▶ What you need to do
Return verbatim every line from the first line of the data below to the line that contains "are not renormalised.", inclusive, and no further.

----

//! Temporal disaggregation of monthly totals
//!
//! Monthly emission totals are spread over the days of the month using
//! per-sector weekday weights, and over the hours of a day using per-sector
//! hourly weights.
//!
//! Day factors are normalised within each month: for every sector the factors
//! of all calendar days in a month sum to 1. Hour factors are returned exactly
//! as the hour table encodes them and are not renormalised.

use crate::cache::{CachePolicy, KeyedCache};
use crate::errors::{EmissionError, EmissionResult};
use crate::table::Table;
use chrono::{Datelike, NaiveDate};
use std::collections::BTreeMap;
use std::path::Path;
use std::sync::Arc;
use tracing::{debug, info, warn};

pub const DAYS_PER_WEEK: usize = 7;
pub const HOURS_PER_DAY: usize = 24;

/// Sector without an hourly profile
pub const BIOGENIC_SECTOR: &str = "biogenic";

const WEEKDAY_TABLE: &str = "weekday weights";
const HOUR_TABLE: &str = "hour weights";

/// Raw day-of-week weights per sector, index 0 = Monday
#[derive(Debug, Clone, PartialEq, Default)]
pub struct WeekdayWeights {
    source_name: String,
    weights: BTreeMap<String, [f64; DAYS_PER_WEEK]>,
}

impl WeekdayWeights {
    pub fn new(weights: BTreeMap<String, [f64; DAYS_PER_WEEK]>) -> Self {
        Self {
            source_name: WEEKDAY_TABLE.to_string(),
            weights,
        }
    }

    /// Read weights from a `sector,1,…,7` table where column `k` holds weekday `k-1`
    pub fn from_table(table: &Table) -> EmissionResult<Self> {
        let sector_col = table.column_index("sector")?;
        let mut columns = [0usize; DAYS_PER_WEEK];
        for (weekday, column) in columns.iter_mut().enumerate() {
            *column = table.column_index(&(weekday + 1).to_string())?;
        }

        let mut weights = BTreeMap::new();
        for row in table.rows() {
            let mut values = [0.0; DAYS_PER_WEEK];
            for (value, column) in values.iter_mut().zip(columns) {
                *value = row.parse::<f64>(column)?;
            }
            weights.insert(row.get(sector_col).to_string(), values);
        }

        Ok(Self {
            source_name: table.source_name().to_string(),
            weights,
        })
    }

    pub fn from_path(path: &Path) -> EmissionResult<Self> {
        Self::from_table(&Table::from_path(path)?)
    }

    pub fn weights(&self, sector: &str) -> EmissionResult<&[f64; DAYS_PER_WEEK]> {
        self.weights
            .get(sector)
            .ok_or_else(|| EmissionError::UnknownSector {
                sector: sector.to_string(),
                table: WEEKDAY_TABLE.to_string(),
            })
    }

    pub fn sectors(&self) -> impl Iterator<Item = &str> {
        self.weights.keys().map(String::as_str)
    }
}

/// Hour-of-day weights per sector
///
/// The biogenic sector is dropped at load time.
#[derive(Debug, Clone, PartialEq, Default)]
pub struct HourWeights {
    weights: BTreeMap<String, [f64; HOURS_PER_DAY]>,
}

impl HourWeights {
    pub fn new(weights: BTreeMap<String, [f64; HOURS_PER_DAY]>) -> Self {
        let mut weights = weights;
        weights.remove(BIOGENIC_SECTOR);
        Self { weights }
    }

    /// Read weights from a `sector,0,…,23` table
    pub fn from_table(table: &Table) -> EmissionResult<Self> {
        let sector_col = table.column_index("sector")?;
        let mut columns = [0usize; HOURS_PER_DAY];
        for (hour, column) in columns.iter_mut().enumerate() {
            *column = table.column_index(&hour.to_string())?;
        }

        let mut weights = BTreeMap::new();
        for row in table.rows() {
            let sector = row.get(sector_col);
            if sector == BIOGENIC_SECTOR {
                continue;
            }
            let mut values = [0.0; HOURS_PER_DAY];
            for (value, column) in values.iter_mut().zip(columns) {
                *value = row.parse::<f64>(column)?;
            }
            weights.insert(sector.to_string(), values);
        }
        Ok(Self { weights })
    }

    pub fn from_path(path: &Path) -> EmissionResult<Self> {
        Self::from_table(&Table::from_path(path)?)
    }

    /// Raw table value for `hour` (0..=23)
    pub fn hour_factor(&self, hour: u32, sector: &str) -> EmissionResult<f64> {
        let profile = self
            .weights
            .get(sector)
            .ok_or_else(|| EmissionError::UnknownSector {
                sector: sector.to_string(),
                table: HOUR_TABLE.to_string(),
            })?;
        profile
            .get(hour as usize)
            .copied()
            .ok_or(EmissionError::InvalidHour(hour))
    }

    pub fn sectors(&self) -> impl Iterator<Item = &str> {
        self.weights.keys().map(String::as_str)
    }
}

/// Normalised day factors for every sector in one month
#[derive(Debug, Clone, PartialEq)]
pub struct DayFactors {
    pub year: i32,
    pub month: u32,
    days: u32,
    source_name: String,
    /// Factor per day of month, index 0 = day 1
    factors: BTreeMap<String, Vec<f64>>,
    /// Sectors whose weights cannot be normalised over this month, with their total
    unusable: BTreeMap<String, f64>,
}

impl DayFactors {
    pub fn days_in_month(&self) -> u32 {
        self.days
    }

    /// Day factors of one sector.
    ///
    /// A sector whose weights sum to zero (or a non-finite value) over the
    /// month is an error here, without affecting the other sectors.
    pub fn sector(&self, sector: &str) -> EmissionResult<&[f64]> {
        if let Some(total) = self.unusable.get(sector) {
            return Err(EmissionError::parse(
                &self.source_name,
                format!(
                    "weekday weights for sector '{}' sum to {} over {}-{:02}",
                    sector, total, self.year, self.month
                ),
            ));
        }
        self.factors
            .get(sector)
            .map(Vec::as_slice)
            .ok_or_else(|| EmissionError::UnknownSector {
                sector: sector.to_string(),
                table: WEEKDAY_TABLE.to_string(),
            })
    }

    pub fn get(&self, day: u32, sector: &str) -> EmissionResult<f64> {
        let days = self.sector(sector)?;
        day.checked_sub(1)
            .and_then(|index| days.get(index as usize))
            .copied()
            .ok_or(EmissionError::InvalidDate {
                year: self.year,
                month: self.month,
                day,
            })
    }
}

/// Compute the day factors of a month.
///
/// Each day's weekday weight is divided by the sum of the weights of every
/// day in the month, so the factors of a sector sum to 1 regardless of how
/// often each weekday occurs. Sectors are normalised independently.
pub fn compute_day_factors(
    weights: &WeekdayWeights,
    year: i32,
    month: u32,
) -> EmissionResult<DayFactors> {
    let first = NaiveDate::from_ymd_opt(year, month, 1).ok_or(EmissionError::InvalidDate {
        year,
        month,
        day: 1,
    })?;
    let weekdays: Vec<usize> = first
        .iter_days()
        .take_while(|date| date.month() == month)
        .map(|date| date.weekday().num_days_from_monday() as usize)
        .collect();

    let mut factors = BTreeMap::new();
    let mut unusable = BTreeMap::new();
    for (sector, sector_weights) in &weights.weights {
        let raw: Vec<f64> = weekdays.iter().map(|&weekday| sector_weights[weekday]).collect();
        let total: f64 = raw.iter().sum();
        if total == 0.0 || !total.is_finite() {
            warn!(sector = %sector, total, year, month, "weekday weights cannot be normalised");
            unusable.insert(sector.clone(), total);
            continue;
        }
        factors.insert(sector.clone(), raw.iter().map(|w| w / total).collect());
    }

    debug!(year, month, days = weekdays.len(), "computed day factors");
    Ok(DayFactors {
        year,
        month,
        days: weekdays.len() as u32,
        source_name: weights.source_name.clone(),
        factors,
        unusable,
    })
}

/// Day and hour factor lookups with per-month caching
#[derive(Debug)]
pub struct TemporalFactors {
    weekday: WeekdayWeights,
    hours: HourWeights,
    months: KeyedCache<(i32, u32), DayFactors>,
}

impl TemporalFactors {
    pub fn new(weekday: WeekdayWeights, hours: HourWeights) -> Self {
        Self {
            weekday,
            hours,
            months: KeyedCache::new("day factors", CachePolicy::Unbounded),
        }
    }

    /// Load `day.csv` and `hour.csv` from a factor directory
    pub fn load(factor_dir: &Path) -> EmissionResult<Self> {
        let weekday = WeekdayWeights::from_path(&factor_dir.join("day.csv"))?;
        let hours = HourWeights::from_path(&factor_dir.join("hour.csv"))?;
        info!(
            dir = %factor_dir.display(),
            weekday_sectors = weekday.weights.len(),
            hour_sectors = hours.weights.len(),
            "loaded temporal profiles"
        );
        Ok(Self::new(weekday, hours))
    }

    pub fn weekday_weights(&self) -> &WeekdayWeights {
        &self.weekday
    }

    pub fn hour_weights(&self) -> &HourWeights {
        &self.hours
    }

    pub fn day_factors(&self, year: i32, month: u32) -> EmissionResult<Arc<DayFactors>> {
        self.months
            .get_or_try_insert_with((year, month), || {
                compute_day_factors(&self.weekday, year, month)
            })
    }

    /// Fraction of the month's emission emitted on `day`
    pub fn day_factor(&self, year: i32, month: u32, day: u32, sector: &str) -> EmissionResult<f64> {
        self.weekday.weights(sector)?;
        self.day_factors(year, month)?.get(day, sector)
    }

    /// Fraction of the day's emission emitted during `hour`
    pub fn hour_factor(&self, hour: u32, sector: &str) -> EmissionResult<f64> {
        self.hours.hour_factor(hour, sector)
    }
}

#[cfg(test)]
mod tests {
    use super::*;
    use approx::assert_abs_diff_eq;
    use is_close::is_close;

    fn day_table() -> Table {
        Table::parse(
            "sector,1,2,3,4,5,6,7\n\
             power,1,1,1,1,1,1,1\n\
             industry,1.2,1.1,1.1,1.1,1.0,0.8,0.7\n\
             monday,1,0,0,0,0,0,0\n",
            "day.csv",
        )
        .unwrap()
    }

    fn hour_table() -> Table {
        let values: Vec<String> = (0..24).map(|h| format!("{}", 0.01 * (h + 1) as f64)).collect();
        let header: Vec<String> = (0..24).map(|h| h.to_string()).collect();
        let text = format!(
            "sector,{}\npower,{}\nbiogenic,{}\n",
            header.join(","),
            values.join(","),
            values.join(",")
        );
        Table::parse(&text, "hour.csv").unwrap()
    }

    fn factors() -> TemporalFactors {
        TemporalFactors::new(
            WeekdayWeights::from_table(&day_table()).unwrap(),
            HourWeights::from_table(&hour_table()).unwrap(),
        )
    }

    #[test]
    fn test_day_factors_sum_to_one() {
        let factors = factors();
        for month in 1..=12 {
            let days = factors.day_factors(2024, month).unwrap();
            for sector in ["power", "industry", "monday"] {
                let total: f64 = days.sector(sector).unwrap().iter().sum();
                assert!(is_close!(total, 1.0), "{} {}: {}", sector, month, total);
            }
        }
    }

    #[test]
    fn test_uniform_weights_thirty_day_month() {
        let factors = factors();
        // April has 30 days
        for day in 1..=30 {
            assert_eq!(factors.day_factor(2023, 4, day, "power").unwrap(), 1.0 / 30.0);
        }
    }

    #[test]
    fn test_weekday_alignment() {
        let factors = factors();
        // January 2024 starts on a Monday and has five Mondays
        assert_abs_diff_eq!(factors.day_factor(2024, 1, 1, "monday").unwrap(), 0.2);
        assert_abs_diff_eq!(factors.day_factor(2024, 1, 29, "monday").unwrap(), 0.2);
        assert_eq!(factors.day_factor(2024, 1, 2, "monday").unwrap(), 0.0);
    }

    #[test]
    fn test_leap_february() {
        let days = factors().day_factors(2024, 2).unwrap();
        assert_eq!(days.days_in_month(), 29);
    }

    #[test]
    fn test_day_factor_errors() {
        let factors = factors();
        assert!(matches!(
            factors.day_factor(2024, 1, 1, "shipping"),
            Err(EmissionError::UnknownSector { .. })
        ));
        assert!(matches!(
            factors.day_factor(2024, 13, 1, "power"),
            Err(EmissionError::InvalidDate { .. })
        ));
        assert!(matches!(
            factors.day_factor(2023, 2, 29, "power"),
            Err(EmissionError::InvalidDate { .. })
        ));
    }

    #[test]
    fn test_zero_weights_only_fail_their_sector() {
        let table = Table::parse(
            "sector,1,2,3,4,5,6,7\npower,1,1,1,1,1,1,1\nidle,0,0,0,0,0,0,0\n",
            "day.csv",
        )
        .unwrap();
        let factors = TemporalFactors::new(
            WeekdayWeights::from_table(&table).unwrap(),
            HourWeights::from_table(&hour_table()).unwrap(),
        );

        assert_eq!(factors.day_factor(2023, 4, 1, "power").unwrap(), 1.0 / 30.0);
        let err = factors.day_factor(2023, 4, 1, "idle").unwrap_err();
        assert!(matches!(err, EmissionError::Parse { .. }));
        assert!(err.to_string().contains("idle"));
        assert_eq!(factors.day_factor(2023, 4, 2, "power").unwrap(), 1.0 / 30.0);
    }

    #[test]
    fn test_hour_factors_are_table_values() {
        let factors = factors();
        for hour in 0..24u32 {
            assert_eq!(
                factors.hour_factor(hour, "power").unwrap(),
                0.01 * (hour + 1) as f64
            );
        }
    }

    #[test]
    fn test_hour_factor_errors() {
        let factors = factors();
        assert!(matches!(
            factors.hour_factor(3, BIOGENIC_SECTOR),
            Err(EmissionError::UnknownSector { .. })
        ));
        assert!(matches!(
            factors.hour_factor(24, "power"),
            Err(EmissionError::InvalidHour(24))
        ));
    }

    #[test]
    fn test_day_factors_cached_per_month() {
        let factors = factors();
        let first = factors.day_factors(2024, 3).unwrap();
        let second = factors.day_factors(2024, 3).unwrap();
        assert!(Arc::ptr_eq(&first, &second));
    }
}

----

▶ Response to this exercise
//! Temporal disaggregation of monthly totals
//!
//! Monthly emission totals are spread over the days of the month using
//! per-sector weekday weights, and over the hours of a day using per-sector
//! hourly weights.
//!
//! Day factors are normalised within each month: for every sector the factors
//! of all calendar days in a month sum to 1. Hour factors are returned exactly
//! as the hour table encodes them and are not renormalised.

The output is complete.